Deep Learning Debug记录

1 、numpy读.npy格式数据报错

ValueError: Object arrays cannot be loaded when allow_pickle=False

原因:
numpy版本的问题,在1.16.3版本后,allow_pickle的值默认设为False。
解决方案:
1、降低numpy的版本
2、在numpy.load()函数调用的地方将allow_pickle值设置为True np.load(src, allow_pickle=True)

2、unzip时出现问题

Archive:  GoPro_large9G.zip
  End-of-central-directory signature not found.  Either this file is not
  a zipfile, or it constitutes one disk of a multi-part archive.  In the
  latter case the central directory and zipfile comment will be found on
  the last disk(s) of this archive.

原因:参考其它博客
在window主机上尝试解压,发现正常解压,说明源文件正常,百度说 “一般在linux下解压zip文件,直接用系统默认的extract here进行解压(默认使用的是 unzip)
如果压缩文件.zip是大于2G的,那unzip就无法使用了,这是由于C库中long类型数据所能表示的文件偏移在32位机子上只能有2G”
具体原因不明,也有可能是压缩包产生损坏

3、pytorch版本问题

anaconda3/envs/pytorchEnv/lib/python3.7/site-packages/torch/functional.py:478::UserWarning: torch.meshgrid: in an upcoming release, it will be required to pass the indexing argument. (Triggered internally at  ../aten/src/ATen/native/TensorShape.cpp:2895.)
return _VF.meshgrid(tensors, **kwargs)  # type: ignore[attr-defined]

解决方案:
根据报错找对对应的functional.py文件,根据报错的提示找到functional的504行加上代码indexing = ‘ij’

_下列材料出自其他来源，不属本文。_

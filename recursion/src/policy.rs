//! When to take a regular checkpoint

use crate::config::CheckpointConfig;
use crate::types::RecursionFrame;

/// Decides checkpoint cadence. Must be a pure function of its inputs so the
/// set of checkpointed depths is reproducible.
pub trait CheckpointPolicy: Send + Sync {
    fn should_checkpoint(&self, depth: usize, frame: &RecursionFrame) -> bool;
}

/// Every `interval` levels of depth, plus each explicit threshold depth
#[derive(Debug, Clone, PartialEq, Eq)]
pub struct DepthCadence {
    interval: usize,
    thresholds: Vec<usize>,
}

impl DepthCadence {
    pub fn new(interval: usize, thresholds: impl IntoIterator<Item = usize>) -> Self {
        let mut thresholds: Vec<usize> = thresholds.into_iter().collect();
        thresholds.sort_unstable();
        thresholds.dedup();
        Self {
            interval: interval.max(1),
            thresholds,
        }
    }

    pub fn from_config(config: &CheckpointConfig) -> Self {
        Self::new(config.interval, config.depth_thresholds.iter().copied())
    }
}

impl CheckpointPolicy for DepthCadence {
    fn should_checkpoint(&self, depth: usize, _frame: &RecursionFrame) -> bool {
        if depth == 0 {
            return false;
        }
        depth % self.interval == 0 || self.thresholds.binary_search(&depth).is_ok()
    }
}

#[cfg(test)]
mod tests {
    use super::*;
    use crate::types::FrameId;
    use chrono::Utc;

    fn frame_at(depth: usize) -> RecursionFrame {
        RecursionFrame {
            id: FrameId(depth as u64),
            function: "f".to_string(),
            arguments: String::new(),
            depth,
            entered_at: Utc::now(),
        }
    }

    fn checkpointed_depths(policy: &DepthCadence, max: usize) -> Vec<usize> {
        (0..=max)
            .filter(|d| policy.should_checkpoint(*d, &frame_at(*d)))
            .collect()
    }

    #[test]
    fn test_interval_cadence() {
        let policy = DepthCadence::new(10, []);
        assert_eq!(checkpointed_depths(&policy, 35), vec![10, 20, 30]);
    }

    #[test]
    fn test_thresholds_add_depths() {
        let policy = DepthCadence::new(10, [7, 25, 7]);
        assert_eq!(checkpointed_depths(&policy, 30), vec![7, 10, 20, 25, 30]);
    }

    #[test]
    fn test_cadence_is_deterministic() {
        let a = DepthCadence::new(3, [11]);
        let b = DepthCadence::from_config(&CheckpointConfig {
            interval: 3,
            depth_thresholds: vec![11],
            ..Default::default()
        });
        assert_eq!(checkpointed_depths(&a, 200), checkpointed_depths(&b, 200));
        assert_eq!(checkpointed_depths(&a, 200), checkpointed_depths(&a, 200));
    }
}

return _VF.meshgrid(tensors, **kwargs,indexing = 'ij')  # type: ignore[attr-defined]

4、模型加载权重报错

RuntimeError: Error(s) in loading state_dict for ResNet:
	Unexpected key(s) in state_dict: "module.conv1.weight", "module.bn1.weight", "module.bn1.bias", "module.bn1.running_mean", "module.bn1.running_var", "module.conv2.weight", "module.bn2.weight", "module.bn2.bias", "module.bn2.running_mean", "module.bn2.running_var", "module.conv3.weight", "module.bn3.weight", "module.bn3.bias", "module.bn3.running_mean", "module.bn3.running_var", "module.layer1.0.conv1.weight", "module.layer1.0.bn1.weight", "module.layer1.0.bn1.bias", "module.layer1.0.bn1.running_mean", "module.layer1.0.bn1.running_var", "module.layer1.0.conv2.weight", "module.layer1.0.bn2.weight", "module.layer1.0.bn2.bias", 

解决方案:
模型权重问题

5、模型测试时需要扩充维度

训练时,数据维度一般都是 (batch_size, c, h, w),而在测试时只输入一张图片(c,h,w),所以需要扩充维度。
扩充维度

import cv2
import torch
 
image = cv2.imread(img_path)
#image = torch.tensor(image)
image = torch.from_numpy(image)
print(image.size())
 
img = image.unsqueeze(dim=0)  
print(img.size())
 
img = img.squeeze(dim=0)
print(img.size())
 
# output:
# torch.Size([(h, w, c)])
# torch.Size([1, h, w, c])
# torch.Size([h, w, c])

降低维度
维度压缩,这个函数会把张量中所有为1的维度全部删除,以此达到降维操作。如果输入的维度是 ( A × 1 × B × C × 1 × D ) (A \times 1 \times B \times C \times 1 \times D) (A×1×B×C×1×D)函数会输出维度为 ( A × B × C × D ) (A \times B \times C \times D) (A×B×C×D)。如果定义了维度dim的参数,那么函数只会处理对应的维度。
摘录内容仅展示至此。